We appreciate the comments of Drs. Marymont and Vender1 on our recent Editorial2 addressing the article on a closed claims analysis of difficult tracheal intubation.3 Drs. Marymont and Vender are concerned because our statement in the Editorial2 that “[i]f difficult airway management is predicted, general anesthesia should not be induced before securing the airway” may be inconsistent with the American Society of Anesthesiologists Practice Guidelines for Management of the Difficult Airway.4
Although our remarks were orientated to an article3 centered on difficult tracheal intubation, our statement regarding securing the airway before induction of anesthesia does not necessarily mean awake tracheal intubation. We prefaced the statement as follows: “It is apparent from these cases that inadequate planning is a core issue. The airway must be assessed preoperatively, not only to predict difficult intubation, but also the risk of difficulty in ventilation through a facemask or supraglottic airway, difficulty in securing a surgical airway and risk of aspiration.”2 Clearly, there must be a degree of certainty regarding capacity to “secure the airway” in the unconscious patient (be it by use of a facemask, supraglottic airway, invasive airway, or tracheal intubation) before deciding to induce general anesthesia first.
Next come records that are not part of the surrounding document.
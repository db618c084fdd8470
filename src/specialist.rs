//! A2A specialist agents: the News and Financial executors, their agent
//! cards, and the in-memory task store behind `message/send`.

use std::collections::HashMap;
use std::fmt;
use std::sync::Arc;

use async_trait::async_trait;
use tokio::sync::RwLock;
use tracing::{info, warn};
use uuid::Uuid;

use crate::error::{Error, Result};
use crate::llm::{ChatMessage, ChatModel};
use crate::protocol::{
    AgentCapabilities, AgentCard, AgentSkill, Artifact, Message, MessageSendParams, Part, Role,
    Task, TaskState, TaskStatus,
};
use crate::retrieval::{Document, Retriever};
use crate::tools::{run_tool_loop, ToolRegistry};

/// Default bind address for specialists.
pub const DEFAULT_HOST: &str = "0.0.0.0";

const UNKNOWN_ANSWER: &str = "I don't know.";

/// Everything an executor needs to answer one message.
#[derive(Debug, Clone)]
pub struct RequestContext {
    pub task_id: String,
    pub context_id: String,
    pub message: Message,
    /// Earlier turns in the same context, oldest first.
    pub history: Vec<Message>,
}

impl RequestContext {
    pub fn user_input(&self) -> String {
        self.message.text_content()
    }
}

/// Executor output: a one-line status and the full report.
#[derive(Debug, Clone, PartialEq)]
pub struct AgentReply {
    pub status: String,
    pub report: String,
}

impl AgentReply {
    /// Build a reply whose status is the first non-empty line of `report`.
    pub fn from_report(report: impl Into<String>) -> Self {
        let report = report.into().trim().to_string();
        let report = if report.is_empty() {
            UNKNOWN_ANSWER.to_string()
        } else {
            report
        };
        let status = report
            .lines()
            .map(str::trim)
            .find(|l| !l.is_empty())
            .unwrap_or(UNKNOWN_ANSWER)
            .to_string();
        Self { status, report }
    }
}

/// Answers A2A messages.
#[async_trait]
pub trait AgentExecutor: Send + Sync {
    async fn execute(&self, context: RequestContext) -> Result<AgentReply>;
}

/// Which specialist an executor plays.
#[derive(Debug, Clone, Copy, PartialEq, Eq)]
pub enum SpecialistProfile {
    News,
    Financial,
}

impl SpecialistProfile {
    pub const fn default_port(self) -> u16 {
        match self {
            SpecialistProfile::News => 10001,
            SpecialistProfile::Financial => 10002,
        }
    }

    fn system_prompt(self) -> &'static str {
        match self {
            SpecialistProfile::News => {
                "You are a news research assistant. Answer with a concise summary grounded in the \
                 provided articles when they are relevant, and cite them by their [n] marker. \
                 Use the available tools when they help. If you do not know, say \"I don't know\"."
            }
            SpecialistProfile::Financial => {
                "You are a financial analyst assistant. Use the available tools to look up quotes, \
                 fundamentals and filings for the requested tickers, and be concise. \
                 If data is unavailable, respond with \"I don't know\"."
            }
        }
    }

    /// Agent card advertised at `url`.
    pub fn agent_card(self, url: impl Into<String>) -> AgentCard {
        let (name, description, skill) = match self {
            SpecialistProfile::News => (
                "News Agent",
                "Helps with news search",
                AgentSkill {
                    id: "news_search".into(),
                    name: "Search news".into(),
                    description: "Helps with news search".into(),
                    tags: vec!["news search".into()],
                    examples: vec!["Find recent news articles about Google.".into()],
                },
            ),
            SpecialistProfile::Financial => (
                "Financial Agent",
                "Helps with financials",
                AgentSkill {
                    id: "financial_search".into(),
                    name: "Search financials".into(),
                    description: "Helps with financials for companies and tickers".into(),
                    tags: vec!["financial".into()],
                    examples: vec!["financials for AAPL".into()],
                },
            ),
        };
        AgentCard {
            name: name.into(),
            description: description.into(),
            url: url.into(),
            version: "1.0.0".into(),
            default_input_modes: vec!["text".into()],
            default_output_modes: vec!["text".into()],
            capabilities: AgentCapabilities::default(),
            skills: vec![skill],
        }
    }
}

impl fmt::Display for SpecialistProfile {
    fn fmt(&self, f: &mut fmt::Formatter<'_>) -> fmt::Result {
        match self {
            SpecialistProfile::News => write!(f, "news"),
            SpecialistProfile::Financial => write!(f, "financial"),
        }
    }
}

/// URL a specialist puts on its card: `APP_URL`, else `http://{host}:{port}`.
pub fn advertised_url(app_url: Option<&str>, host: &str, port: u16) -> String {
    match app_url {
        Some(url) => url.to_string(),
        None => format!("http://{host}:{port}"),
    }
}

/// LLM-backed specialist.
pub struct SpecialistExecutor {
    profile: SpecialistProfile,
    model: Arc<dyn ChatModel>,
    retriever: Option<Arc<dyn Retriever>>,
    tools: ToolRegistry,
    top_k: usize,
    max_tool_call_depth: usize,
}

impl SpecialistExecutor {
    pub fn new(profile: SpecialistProfile, model: Arc<dyn ChatModel>, tools: ToolRegistry) -> Self {
        Self {
            profile,
            model,
            retriever: None,
            tools,
            top_k: 5,
            max_tool_call_depth: 4,
        }
    }

    /// Ground answers in the top `top_k` retrieved documents.
    pub fn with_retriever(mut self, retriever: Arc<dyn Retriever>, top_k: usize) -> Self {
        self.retriever = Some(retriever);
        self.top_k = top_k;
        self
    }

    pub fn with_max_tool_call_depth(mut self, depth: usize) -> Self {
        self.max_tool_call_depth = depth;
        self
    }

    /// Retrieval is best effort; a failing store leaves the answer ungrounded.
    async fn retrieve(&self, query: &str) -> Vec<Document> {
        let Some(retriever) = &self.retriever else {
            return Vec::new();
        };
        let search = async {
            let vectors = self.model.embed(&[query.to_string()]).await?;
            let vector = vectors
                .into_iter()
                .next()
                .ok_or_else(|| Error::Llm("no embedding returned".into()))?;
            retriever.search(&vector, self.top_k).await
        };
        match search.await {
            Ok(documents) => documents,
            Err(e) => {
                warn!("Retrieval failed, answering without documents: {}", e);
                Vec::new()
            }
        }
    }
}

#[async_trait]
impl AgentExecutor for SpecialistExecutor {
    async fn execute(&self, context: RequestContext) -> Result<AgentReply> {
        let query = context.user_input();
        if query.trim().is_empty() {
            return Err(Error::InvalidParams("message has no text parts".into()));
        }

        let mut messages = vec![ChatMessage::system(self.profile.system_prompt())];
        for turn in &context.history {
            let text = turn.text_content();
            messages.push(match turn.role {
                Role::User => ChatMessage::user(text),
                Role::Agent => ChatMessage::assistant(text),
            });
        }

        let documents = match self.profile {
            SpecialistProfile::News => self.retrieve(&query).await,
            SpecialistProfile::Financial => Vec::new(),
        };
        if !documents.is_empty() {
            messages.push(ChatMessage::system(format_documents(&documents)));
        }
        messages.push(ChatMessage::user(query));

        let answer = run_tool_loop(
            self.model.as_ref(),
            &self.tools,
            messages,
            self.max_tool_call_depth,
        )
        .await?;

        let mut report = answer.trim().to_string();
        if !documents.is_empty() && !report.is_empty() {
            report.push_str("\n\n");
            report.push_str(&format_sources(&documents));
        }
        Ok(AgentReply::from_report(report))
    }
}

fn format_documents(documents: &[Document]) -> String {
    let mut out = String::from("Relevant articles:\n");
    for (n, doc) in documents.iter().enumerate() {
        out.push_str(&format!("\n[{}] {}\n{}\n", n + 1, citation(doc), doc.text.trim()));
    }
    out
}

fn format_sources(documents: &[Document]) -> String {
    let lines: Vec<String> = documents
        .iter()
        .enumerate()
        .map(|(n, doc)| format!("[{}] {}", n + 1, citation(doc)))
        .collect();
    format!("Sources:\n{}", lines.join("\n"))
}

fn citation(doc: &Document) -> String {
    let mut cite = if doc.title.is_empty() { doc.id.clone() } else { doc.title.clone() };
    match (doc.source.is_empty(), &doc.published_at) {
        (false, Some(date)) => cite.push_str(&format!(" ({}, {})", doc.source, date)),
        (false, None) => cite.push_str(&format!(" ({})", doc.source)),
        (true, Some(date)) => cite.push_str(&format!(" ({date})")),
        (true, None) => {}
    }
    cite
}

/// In-memory tasks and per-context conversation history.
#[derive(Default)]
pub struct TaskStore {
    tasks: RwLock<HashMap<String, Task>>,
    histories: RwLock<HashMap<String, Vec<Message>>>,
}

impl TaskStore {
    pub fn new() -> Self {
        Self::default()
    }

    pub async fn save(&self, task: Task) {
        self.tasks.write().await.insert(task.id.clone(), task);
    }

    pub async fn get(&self, task_id: &str) -> Option<Task> {
        self.tasks.read().await.get(task_id).cloned()
    }

    /// Turns recorded for a context, oldest first.
    pub async fn history(&self, context_id: &str) -> Vec<Message> {
        self.histories
            .read()
            .await
            .get(context_id)
            .cloned()
            .unwrap_or_default()
    }

    pub async fn append_history(&self, context_id: &str, turns: impl IntoIterator<Item = Message>) {
        self.histories
            .write()
            .await
            .entry(context_id.to_string())
            .or_default()
            .extend(turns);
    }

    /// Move a non-terminal task to `canceled`.
    pub async fn cancel(&self, task_id: &str) -> Result<Task> {
        let mut tasks = self.tasks.write().await;
        let task = tasks
            .get_mut(task_id)
            .ok_or_else(|| Error::TaskNotFound(task_id.to_string()))?;
        if task.status.state.is_terminal() {
            return Err(Error::TaskNotCancelable(task_id.to_string()));
        }
        task.status = TaskStatus::new(TaskState::Canceled, None);
        Ok(task.clone())
    }
}

/// Serves `message/send`, `tasks/get` and `tasks/cancel` for one executor.
pub struct SpecialistAgent {
    card: AgentCard,
    executor: Arc<dyn AgentExecutor>,
    store: TaskStore,
}

impl SpecialistAgent {
    pub fn new(card: AgentCard, executor: Arc<dyn AgentExecutor>) -> Self {
        Self {
            card,
            executor,
            store: TaskStore::new(),
        }
    }

    pub fn card(&self) -> &AgentCard {
        &self.card
    }

    /// Run the executor and return the finished task.
    ///
    /// Executor failures produce a `failed` task carrying the error text.
    pub async fn on_message_send(&self, params: MessageSendParams) -> Result<Task> {
        let mut message = params.message;
        let context_id = message
            .context_id
            .clone()
            .unwrap_or_else(|| Uuid::new_v4().to_string());
        message.context_id = Some(context_id.clone());

        let mut task = Task::new(context_id.clone(), TaskState::Working);
        message.task_id = Some(task.id.clone());
        task.history.push(message.clone());
        self.store.save(task.clone()).await;

        let context = RequestContext {
            task_id: task.id.clone(),
            context_id: context_id.clone(),
            message: message.clone(),
            history: self.store.history(&context_id).await,
        };

        match self.executor.execute(context).await {
            Ok(reply) => {
                info!("{} completed task {}", self.card.name, task.id);
                let status = agent_message(&reply.status, &task);
                let answer = agent_message(&reply.report, &task);
                task.status = TaskStatus::new(TaskState::Completed, Some(status));
                task.artifacts.push(Artifact {
                    artifact_id: Uuid::new_v4().to_string(),
                    name: Some("report".into()),
                    parts: vec![Part::text(reply.report)],
                });
                self.store.append_history(&context_id, [message, answer]).await;
            }
            Err(e) => {
                warn!("{} failed task {}: {}", self.card.name, task.id, e);
                let status = agent_message(&e.to_string(), &task);
                task.status = TaskStatus::new(TaskState::Failed, Some(status));
            }
        }

        self.store.save(task.clone()).await;
        Ok(task)
    }

    pub async fn on_get_task(&self, task_id: &str) -> Result<Task> {
        self.store
            .get(task_id)
            .await
            .ok_or_else(|| Error::TaskNotFound(task_id.to_string()))
    }

    pub async fn on_cancel_task(&self, task_id: &str) -> Result<Task> {
        self.store.cancel(task_id).await
    }
}

fn agent_message(text: &str, task: &Task) -> Message {
    let mut message = Message::text(Role::Agent, text).with_context_id(Some(task.context_id.clone()));
    message.task_id = Some(task.id.clone());
    message
}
Hence, our statement, which does not mandate intubation before general anesthesia, is not inconsistent with the practice guidelines formulated by the American Society of Anesthesiologists.4
Our Editorial2 accompanied a compelling article3 that points out that outcomes regarding management of difficult tracheal intubation remain poor despite the considerable ongoing efforts by professional bodies and others to improve them. The main message of our editorial is that we should work together “to lift standards in crisis management for airway difficulties . . . much as has been done for cardiopulmonary resuscitation in recent years.”2 To achieve this, “we need to regularly review the guidelines and encourage further research in relationship to these problems.”2 In addition, we pointed out that “knowledge of guidelines alone is insufficient to address these problems: skill and judgment are essential ingredients.” Therefore, we also need to establish a system, “with crews [i.e., we clinicians] undergoing regular, systematic simulation training and emergency equipment constantly to hand and regularly checked.”2 Only through these steps can we progress toward risk-free airway management.
Dr. Hillman has received institutional grants from ResMed Inc. (San Diego, California), Nyxoah (Mont-Saint-Guibert, Belgium), Oventus (Indooroopilly, Australia), and Zelda Therapeutics (Perth, Australia). Dr. Asai reports no competing interests.